[Records from a collection]
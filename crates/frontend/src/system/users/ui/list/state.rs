use std::cmp::Ordering;

use contracts::system::users::{Role, User};
use leptos::prelude::*;

use crate::shared::components::pagination_controls::page_count;
use crate::shared::http::{ApiError, HttpTransport, TokenSource};
use crate::shared::list_utils::{cmp_text_opt, sort_list, Sortable};
use crate::system::users::api::UsersApi;

pub const PAGE_SIZE_OPTIONS: [usize; 3] = [10, 25, 50];

#[derive(Debug, Clone, Copy, Default, PartialEq, Eq)]
pub enum StatusFilter {
    #[default]
    All,
    Active,
    Inactive,
}

impl StatusFilter {
    pub const ALL: [StatusFilter; 3] =
        [StatusFilter::All, StatusFilter::Active, StatusFilter::Inactive];

    pub fn key(self) -> &'static str {
        match self {
            StatusFilter::All => "all",
            StatusFilter::Active => "active",
            StatusFilter::Inactive => "inactive",
        }
    }

    pub fn label(self) -> &'static str {
        match self {
            StatusFilter::All => "All statuses",
            StatusFilter::Active => "Active",
            StatusFilter::Inactive => "Inactive",
        }
    }

    pub fn from_key(key: &str) -> Self {
        Self::ALL
            .into_iter()
            .find(|f| f.key() == key)
            .unwrap_or_default()
    }

    pub fn matches(self, user: &User) -> bool {
        match self {
            StatusFilter::All => true,
            StatusFilter::Active => user.is_active,
            StatusFilter::Inactive => !user.is_active,
        }
    }
}

/// Which endpoint produces the list, derived from the current filters.
#[derive(Debug, Clone, PartialEq)]
pub enum UsersQuery {
    All,
    Search(String),
    ByRole(Role),
    Status(bool),
}

impl UsersQuery {
    /// Search wins over role, role over status.
    pub fn from_filters(search: &str, role: Option<Role>, status: StatusFilter) -> Self {
        let term = search.trim();
        if !term.is_empty() {
            return UsersQuery::Search(term.to_string());
        }
        if let Some(role) = role {
            return UsersQuery::ByRole(role);
        }
        match status {
            StatusFilter::All => UsersQuery::All,
            StatusFilter::Active => UsersQuery::Status(true),
            StatusFilter::Inactive => UsersQuery::Status(false),
        }
    }

    pub async fn fetch<T: HttpTransport, S: TokenSource>(
        &self,
        api: &UsersApi<T, S>,
    ) -> Result<Vec<User>, ApiError> {
        match self {
            UsersQuery::All => api.get_all_users().await,
            UsersQuery::Search(term) => api.search_users(term).await,
            UsersQuery::ByRole(role) => api.get_users_by_role(role.id()).await,
            UsersQuery::Status(true) => api.get_active_users().await,
            UsersQuery::Status(false) => api.get_inactive_users().await,
        }
    }
}

impl Sortable for User {
    fn compare_by_field(&self, other: &Self, field: &str) -> Ordering {
        match field {
            "full_name" => cmp_text_opt(self.full_name.as_deref(), other.full_name.as_deref()),
            "email" => self.email.to_lowercase().cmp(&other.email.to_lowercase()),
            "role" => self.role_id.cmp(&other.role_id),
            "is_active" => self.is_active.cmp(&other.is_active),
            "created_at" => self.created_at.cmp(&other.created_at),
            "last_login_at" => {
                cmp_text_opt(self.last_login_at.as_deref(), other.last_login_at.as_deref())
            }
            _ => self.username.to_lowercase().cmp(&other.username.to_lowercase()),
        }
    }
}

#[derive(Clone, Debug)]
pub struct UsersListState {
    /// Current page only.
    pub items: Vec<User>,
    pub search_query: String,
    pub status_filter: StatusFilter,
    pub role_filter: Option<Role>,
    pub sort_field: String,
    pub sort_ascending: bool,
    pub page: usize,
    pub page_size: usize,
    pub total_count: usize,
    pub total_pages: usize,
    pub is_loaded: bool,
}

impl Default for UsersListState {
    fn default() -> Self {
        Self {
            items: Vec::new(),
            search_query: String::new(),
            status_filter: StatusFilter::All,
            role_filter: None,
            sort_field: "username".to_string(),
            sort_ascending: true,
            page: 0,
            page_size: 10,
            total_count: 0,
            total_pages: 1,
            is_loaded: false,
        }
    }
}

impl UsersListState {
    pub fn query(&self) -> UsersQuery {
        UsersQuery::from_filters(&self.search_query, self.role_filter, self.status_filter)
    }

    /// Filters the fetched list down to what the endpoint could not express.
    ///
    /// A search result is still narrowed by role and status; a role result
    /// is still narrowed by status.
    pub fn matches(&self, user: &User) -> bool {
        let role_ok = self
            .role_filter
            .map_or(true, |role| user.role_id == role.id());
        role_ok && self.status_filter.matches(user)
    }

    /// Recomputes the visible page from the full fetched list.
    pub fn rebuild(&mut self, all: &[User]) {
        let mut data: Vec<User> = all.iter().filter(|u| self.matches(u)).cloned().collect();
        sort_list(&mut data, &self.sort_field, self.sort_ascending);

        self.total_count = data.len();
        self.total_pages = page_count(self.total_count, self.page_size);
        if self.page >= self.total_pages {
            self.page = self.total_pages - 1;
        }

        let start = self.page * self.page_size;
        let end = (start + self.page_size).min(data.len());
        self.items = data.get(start..end).unwrap_or(&[]).to_vec();
    }

    pub fn toggle_sort(&mut self, field: &str) {
        if self.sort_field == field {
            self.sort_ascending = !self.sort_ascending;
        } else {
            self.sort_field = field.to_string();
            self.sort_ascending = true;
        }
    }

    pub fn set_page_size(&mut self, size: usize) {
        self.page_size = size.max(1);
        self.page = 0;
    }

    pub fn reset_filters(&mut self) {
        self.search_query.clear();
        self.status_filter = StatusFilter::All;
        self.role_filter = None;
        self.page = 0;
    }
}

pub fn create_state() -> RwSignal<UsersListState> {
    RwSignal::new(UsersListState::default())
}

#[cfg(test)]
mod tests {
    use super::*;
    use crate::shared::http::testing::RecordingTransport;
    use crate::shared::http::StaticToken;

    fn user(id: i64, username: &str, role: Role, is_active: bool) -> User {
        User {
            id,
            username: username.to_string(),
            email: format!("{}@store.com", username),
            full_name: None,
            phone_number: None,
            role_id: role.id(),
            role_name: role.name().to_string(),
            is_active,
            created_at: format!("2024-01-{:02}T10:00:00", id),
            last_login_at: None,
            image: None,
            permissions: vec![],
        }
    }

    fn sample() -> Vec<User> {
        vec![
            user(1, "zaid", Role::Admin, true),
            user(2, "amal", Role::Pos, true),
            user(3, "Basma", Role::Pos, false),
            user(4, "omar", Role::Admin, false),
            user(5, "huda", Role::Pos, true),
        ]
    }

    fn usernames(state: &UsersListState) -> Vec<&str> {
        state.items.iter().map(|u| u.username.as_str()).collect()
    }

    #[test]
    fn test_query_precedence() {
        assert_eq!(
            UsersQuery::from_filters("  ali ", Some(Role::Pos), StatusFilter::Active),
            UsersQuery::Search("ali".to_string())
        );
        assert_eq!(
            UsersQuery::from_filters("", Some(Role::Pos), StatusFilter::Active),
            UsersQuery::ByRole(Role::Pos)
        );
        assert_eq!(
            UsersQuery::from_filters(" ", None, StatusFilter::Inactive),
            UsersQuery::Status(false)
        );
        assert_eq!(UsersQuery::from_filters("", None, StatusFilter::All), UsersQuery::All);
    }

    #[tokio::test]
    async fn test_query_fetch_hits_expected_endpoint() {
        let transport = RecordingTransport::default();
        for _ in 0..3 {
            transport.push(200, "OK", "[]");
        }
        let api = UsersApi::new("http://api.test", &transport, StaticToken::new("t"));

        UsersQuery::ByRole(Role::Pos).fetch(&api).await.unwrap();
        UsersQuery::Status(true).fetch(&api).await.unwrap();
        UsersQuery::Search("a b".to_string()).fetch(&api).await.unwrap();

        let urls: Vec<String> = transport.sent().into_iter().map(|r| r.url).collect();
        assert_eq!(
            urls,
            vec![
                "http://api.test/api/Users/role/2",
                "http://api.test/api/Users/active",
                "http://api.test/api/Users/search?searchTerm=a%20b",
            ]
        );
    }

    #[test]
    fn test_rebuild_sorts_case_insensitively() {
        let mut state = UsersListState::default();
        state.rebuild(&sample());
        assert_eq!(usernames(&state), vec!["amal", "Basma", "huda", "omar", "zaid"]);

        state.toggle_sort("username");
        state.rebuild(&sample());
        assert_eq!(usernames(&state)[0], "zaid");

        state.toggle_sort("created_at");
        assert!(state.sort_ascending);
        state.rebuild(&sample());
        assert_eq!(usernames(&state)[0], "zaid");
    }

    #[test]
    fn test_rebuild_applies_role_and_status_locally() {
        let mut state = UsersListState {
            role_filter: Some(Role::Pos),
            status_filter: StatusFilter::Active,
            ..Default::default()
        };
        state.rebuild(&sample());
        assert_eq!(usernames(&state), vec!["amal", "huda"]);
        assert_eq!(state.total_count, 2);
    }

    #[test]
    fn test_rebuild_paginates_and_clamps_page() {
        let mut state = UsersListState::default();
        state.set_page_size(2);
        state.page = 2;
        state.rebuild(&sample());
        assert_eq!(state.total_pages, 3);
        assert_eq!(usernames(&state), vec!["zaid"]);

        state.status_filter = StatusFilter::Inactive;
        state.rebuild(&sample());
        assert_eq!(state.total_pages, 1);
        assert_eq!(state.page, 0);
        assert_eq!(usernames(&state), vec!["Basma", "omar"]);
    }

    #[test]
    fn test_reset_filters() {
        let mut state = UsersListState {
            search_query: "x".to_string(),
            status_filter: StatusFilter::Inactive,
            role_filter: Some(Role::Admin),
            page: 3,
            ..Default::default()
        };
        state.reset_filters();
        assert_eq!(state.query(), UsersQuery::All);
        assert_eq!(state.page, 0);
    }

    #[test]
    fn test_status_filter_keys() {
        assert_eq!(StatusFilter::from_key("inactive"), StatusFilter::Inactive);
        assert_eq!(StatusFilter::from_key("bogus"), StatusFilter::All);
    }
}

• Work to be completed:
Please give the number of lines in the data where "Debug" appears, without any other words.

• Exercise response:
3